PKS: Pemerintah Kurang Menghargai Kemampuan Ahli Vaksin Indonesia 

MUS • Tuesday, 3 Aug 2021 - 10:34 WIB
Carina Citra Dewi Joe, salah satu pemegang hak paten vaksina astrazeneca

Jakarta - Anggota Komisi VII DPR RI, Mulyanto menyayangkan sikap Pemerintah yang terkesan kurang mendukung kemampuan ahli vaksin Indonesia. 

Menurut Mulyanto, Indonesia punya banyak tenaga ahli di berbagai bidang, termasuk di bidang vaksin. Namun sayangnya keberadaan para ahli ini tidak dihargai. Sehingga wajar kalau beberapa di antaranya memilih berkarir di luar negeri. 

"Orang Indonesia itu pinter-pinter. Jadi tidak benar stigma yang mengatakan kita ini bangsa kuli, bangsa tempe.

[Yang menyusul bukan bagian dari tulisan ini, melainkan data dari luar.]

//! Drag interaction state machine.
//!
//! Turns a pointer gesture (down, moves, up/cancel) into value updates on a
//! [`RangeModel`]. Movement is applied incrementally from the last pointer
//! position, so an off-center grab does not make the thumb jump.

use bevy::log::debug;
use bevy::math::Vec2;

use super::model::{RangeModel, Thumb};

/// Gesture state of a range slider.
#[derive(Default, Clone, Copy, Debug, PartialEq, Eq)]
pub enum DragState {
    #[default]
    Idle,
    DraggingLower,
    DraggingUpper,
}

impl DragState {
    fn dragging(thumb: Thumb) -> Self {
        match thumb {
            Thumb::Lower => Self::DraggingLower,
            Thumb::Upper => Self::DraggingUpper,
        }
    }

    /// The thumb owning the gesture, if any.
    pub fn thumb(self) -> Option<Thumb> {
        match self {
            Self::Idle => None,
            Self::DraggingLower => Some(Thumb::Lower),
            Self::DraggingUpper => Some(Thumb::Upper),
        }
    }
}

/// Notification emitted after every drag-move step.
#[derive(Clone, Copy, Debug, PartialEq)]
pub struct RangeChanged {
    pub lower: f64,
    pub upper: f64,
}

impl RangeChanged {
    pub fn from_model(model: &RangeModel) -> Self {
        Self {
            lower: model.lower_value(),
            upper: model.upper_value(),
        }
    }
}

/// Tracks which thumb owns the current gesture and where the pointer was last.
#[derive(Default, Clone, Debug, PartialEq)]
pub struct DragController {
    state: DragState,
    last_pointer_position: Vec2,
}

impl DragController {
    pub fn new() -> Self {
        Self::default()
    }

    pub fn state(&self) -> DragState {
        self.state
    }

    pub fn active_thumb(&self) -> Option<Thumb> {
        self.state.thumb()
    }

    pub fn is_dragging(&self) -> bool {
        self.state != DragState::Idle
    }

    pub fn last_pointer_position(&self) -> Vec2 {
        self.last_pointer_position
    }

    /// Starts a gesture at `position` (widget-local pixels).
    ///
    /// The lower thumb is tested first and wins where the two overlap.
    /// Returns `false` when neither thumb was hit; the gesture is then not
    /// claimed and should be left to the host.
    pub fn pointer_down(&mut self, model: &RangeModel, position: Vec2) -> bool {
        self.last_pointer_position = position;
        let hit = [Thumb::Lower, Thumb::Upper]
            .into_iter()
            .find(|&thumb| model.hit_rect(thumb).contains(position));

        self.state = hit.map_or(DragState::Idle, DragState::dragging);
        match hit {
            Some(thumb) => debug!("Range slider gesture claimed by {thumb:?} thumb"),
            None => debug!("Range slider gesture at {position} not claimed"),
        }
        hit.is_some()
    }

    /// Continues the gesture, moving the active thumb by the horizontal
    /// distance since the last pointer position.
    ///
    /// Returns `None` when no gesture is active.
    pub fn pointer_move(&mut self, model: &mut RangeModel, position: Vec2) -> Option<RangeChanged> {
        let thumb = self.state.thumb()?;

        let delta_value = model.value_delta_for_pixels(position.x - self.last_pointer_position.x);
        self.last_pointer_position = position;

        let current = model.value(thumb);
        model.set_value(thumb, current + delta_value);

        Some(RangeChanged::from_model(model))
    }

    /// Ends the gesture. The last applied values stay.
    pub fn pointer_up(&mut self) {
        if let Some(thumb) = self.state.thumb() {
            debug!("Range slider released {thumb:?} thumb");
        }
        self.state = DragState::Idle;
    }

    /// Cancels the gesture. Same as [`DragController::pointer_up`]: there is
    /// no revert.
    pub fn cancel(&mut self) {
        self.pointer_up();
    }
}

#[cfg(test)]
mod tests {
    use super::*;
    use crate::slider::model::TrackGeometry;

    /// 0..100 on a 500 px track: 25 px thumbs, gap of 5, and 475 px of
    /// pointer travel across the whole range.
    fn model() -> RangeModel {
        RangeModel::new(0.0, 100.0)
            .unwrap()
            .with_geometry(TrackGeometry {
                length: 500.0,
                ..Default::default()
            })
            .with_values(20.0, 80.0)
    }

    fn pixels_for_value(value: f64) -> f32 {
        (value * 475.0 / 100.0) as f32
    }

    fn thumb_center(model: &RangeModel, thumb: Thumb) -> Vec2 {
        model.thumb_rect(thumb).center()
    }

    #[test]
    fn pointer_down_on_lower_thumb_claims_it() {
        let model = model();
        let mut controller = DragController::new();
        assert!(controller.pointer_down(&model, thumb_center(&model, Thumb::Lower)));
        assert_eq!(controller.state(), DragState::DraggingLower);
        assert_eq!(controller.active_thumb(), Some(Thumb::Lower));
    }

    #[test]
    fn pointer_down_on_track_band_under_upper_thumb_claims_it() {
        let model = model();
        let mut controller = DragController::new();
        let x = model.position_for_value(80.0);
        let y = model.track_rect().center().y;
        assert!(controller.pointer_down(&model, Vec2::new(x, y)));
        assert_eq!(controller.state(), DragState::DraggingUpper);
    }

    #[test]
    fn pointer_down_outside_thumbs_is_not_claimed() {
        let mut model = model();
        let mut controller = DragController::new();
        let between = Vec2::new(model.position_for_value(50.0), thumb_center(&model, Thumb::Lower).y);
        assert!(!controller.pointer_down(&model, between));
        assert_eq!(controller.state(), DragState::Idle);

        assert_eq!(controller.pointer_move(&mut model, between + Vec2::X * 40.0), None);
        assert_eq!(model.lower_value(), 20.0);
        assert_eq!(model.upper_value(), 80.0);
    }

    #[test]
    fn lower_thumb_wins_when_thumbs_overlap() {
        let model = model().with_values(50.0, 50.0);
        let mut controller = DragController::new();
        assert_eq!(model.lower_value() + model.minimum_gap_value(), model.upper_value());
        let overlap = Vec2::new(
            model.thumb_rect(Thumb::Upper).min.x + 1.0,
            thumb_center(&model, Thumb::Upper).y,
        );
        assert!(model.hit_rect(Thumb::Lower).contains(overlap));
        assert!(controller.pointer_down(&model, overlap));
        assert_eq!(controller.active_thumb(), Some(Thumb::Lower));
    }

    #[test]
    fn drag_moves_lower_by_pixel_delta() {
        let mut model = model();
        let mut controller = DragController::new();
        let start = thumb_center(&model, Thumb::Lower);
        controller.pointer_down(&model, start);

        let change = controller
            .pointer_move(&mut model, start + Vec2::X * pixels_for_value(10.0))
            .unwrap();
        assert!((change.lower - 30.0).abs() < 1e-3);
        assert_eq!(change.upper, 80.0);
    }

    #[test]
    fn deltas_are_incremental() {
        let mut model = model();
        let mut controller = DragController::new();
        let start = thumb_center(&model, Thumb::Upper);
        controller.pointer_down(&model, start);

        let step = pixels_for_value(5.0);
        controller.pointer_move(&mut model, start - Vec2::X * step);
        controller.pointer_move(&mut model, start - Vec2::X * step * 2.0);
        assert!((model.upper_value() - 70.0).abs() < 1e-3);
        assert_eq!(controller.last_pointer_position(), start - Vec2::X * step * 2.0);
    }

    #[test]
    fn dragging_lower_past_upper_saturates_at_gap() {
        let mut model = model();
        let mut controller = DragController::new();
        let start = thumb_center(&model, Thumb::Lower);
        controller.pointer_down(&model, start);

        let change = controller
            .pointer_move(&mut model, start + Vec2::X * pixels_for_value(90.0))
            .unwrap();
        assert!((change.lower - 75.0).abs() < 1e-6);
        assert_eq!(change.upper, 80.0);
    }

    #[test]
    fn dragging_upper_past_maximum_saturates() {
        let mut model = model();
        let mut controller = DragController::new();
        let start = thumb_center(&model, Thumb::Upper);
        controller.pointer_down(&model, start);

        let change = controller
            .pointer_move(&mut model, start + Vec2::X * 1_000.0)
            .unwrap();
        assert_eq!(change.upper, 100.0);
        assert_eq!(change.lower, 20.0);
    }

    #[test]
    fn every_move_step_notifies_even_when_saturated() {
        let mut model = model().with_values(0.0, 80.0);
        let mut controller = DragController::new();
        let start = thumb_center(&model, Thumb::Lower);
        controller.pointer_down(&model, start);

        let change = controller.pointer_move(&mut model, start - Vec2::X * 30.0);
        assert_eq!(change, Some(RangeChanged { lower: 0.0, upper: 80.0 }));
    }

    #[test]
    fn vertical_movement_does_not_change_values() {
        let mut model = model();
        let mut controller = DragController::new();
        let start = thumb_center(&model, Thumb::Lower);
        controller.pointer_down(&model, start);
        controller.pointer_move(&mut model, start + Vec2::Y * 200.0);
        assert_eq!(model.lower_value(), 20.0);
    }

    #[test]
    fn release_and_cancel_keep_values_and_reset_state() {
        let mut model = model();
        let mut controller = DragController::new();
        let start = thumb_center(&model, Thumb::Lower);

        controller.pointer_down(&model, start);
        controller.pointer_move(&mut model, start + Vec2::X * pixels_for_value(10.0));
        controller.cancel();
        assert_eq!(controller.state(), DragState::Idle);
        assert!((model.lower_value() - 30.0).abs() < 1e-3);

        let start = thumb_center(&model, Thumb::Lower);
        controller.pointer_down(&model, start);
        controller.pointer_move(&mut model, start + Vec2::X * pixels_for_value(10.0));
        controller.pointer_up();
        assert!(!controller.is_dragging());
        assert!((model.lower_value() - 40.0).abs() < 1e-3);

        assert_eq!(controller.pointer_move(&mut model, start), None);
    }

    #[test]
    fn degenerate_track_yields_zero_delta() {
        let mut model = model();
        let mut controller = DragController::new();
        let start = thumb_center(&model, Thumb::Lower);
        controller.pointer_down(&model, start);
        model.set_minimum_gap(Some(5.0));
        model.set_track_geometry(20.0, 25.0);
        controller.pointer_move(&mut model, start + Vec2::X * 50.0);
        assert_eq!(model.lower_value(), 20.0);
    }
}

Nyatanya kita punya Begawan Teknologi Prof. Dr. BJ. Habibie. Bahkan kita mampu menerbangkan pesawat N-250 si Gatot Kaca yang berteknologi canggih," ujar Mulyanto. 

Mulyanto menambahkan belum lama ini heboh diberitakan soal Indra Rudiansyah, peneliti Indonesia yang terlibat dalam penelitian vaksin AstraZeneca. Padahal selain Indra Rudiansyah, ada peneliti perempuan Indonesia yang turut tergabung dalam tim Jenner Institute yang mengembangkan vaksin AstraZeneca, yakni Carina Citra Dewi Joe.

Berbeda dengan Rudiansyah, yang masih merampungkan Ph.D-nya, Carina mendapat beasiswa di Oxford University hingga selesai mendapat gelar Ph.D.

Carina bekerja 7 hari seminggu dan 12 jam per hari. Tanpa tanpa libur selama 1,5 tahun.  Buahnya vaksin Oxford-AstraZeneca ini sudah disetujui di 178 negara dan diproduksi sebanyak 700 juta dosis. Ada puluhan ribu nyawa diselamatkan. Dan Carina turut andil di dalamnya.

"Vaksin seperti Astra Zeneca, tentu bisa kita buat kalau kita mau. Cuma ketimbang memproduksi, bangsa kita lebih senang mengimpor, dengan berbagai alasannya. Kita kurang menghargai produk dalam negeri. 

Secara individual kita kuat, namun secara kelembagaan, kita masih lemah. Karena kita kurang menghargai riset, teknologi dan inovasi," tegas Sekretaris Kemenristek era Presiden Susilo Bambang Yudhoyono ini. 

Menurut Mulyanto, ristek masih dianggap anak tiri, baik dari aspek anggaran, kelembagaan maupun dukungan ekosistem lainnya. Bahkan secara politik, Pemerintah seperti tidak punya kehendak bagi pengembangan Iptek.

Jadi, kata Mulyanto, jangan heran kalau Kementerian Riset dan Teknologi dibubarkan. Lalu lembaga riset prestisius seperti BATAN, LAPAN, BPPT dan LIPI dibubarkan dan unsur-unsurnya dilebur kedalam BRIN (Badan Riset dan Inovasi Nasional).

"Politisasi Ristek terlalu kental. Rencananya BRIN akan memiliki Ketua Dewan Pengarah secara ex-officio dari dewan pengarah BPIP (Badan Pembinaan Ideologi Pancasila).

Belum lagi dari aspek kebijakan. Tidak jelas mana lembaga perumus dan penetap kebijakan Ristek di Indonesia. Terjadi dualisme matahari kembar antara BRIN dan Kemendikbud-Ristek," imbuh doktor nuklir lulusan Tokyo Institute of Technology ini. 

Mulyanto yakin kalau Pemerintah komitmen untuk mengembangkan Ristek sebagaimana mestinya banyak hal yang dapat dihasilkan. Termasuk pengadaan vaksin untuk penanggulangan Covid-19. 

"Kalau kita sungguh-sungguh mengembangkan vaksin Merah Putih, tidak usah dipanggil pun Rudiansyah akan pulang, begitu juga Carina dan banyak ahli diaspora kita di I4 (Ikatan Ilmuwan Indonesia Internasional) yang bersedia pulang," jelas politisi senior PKS ini.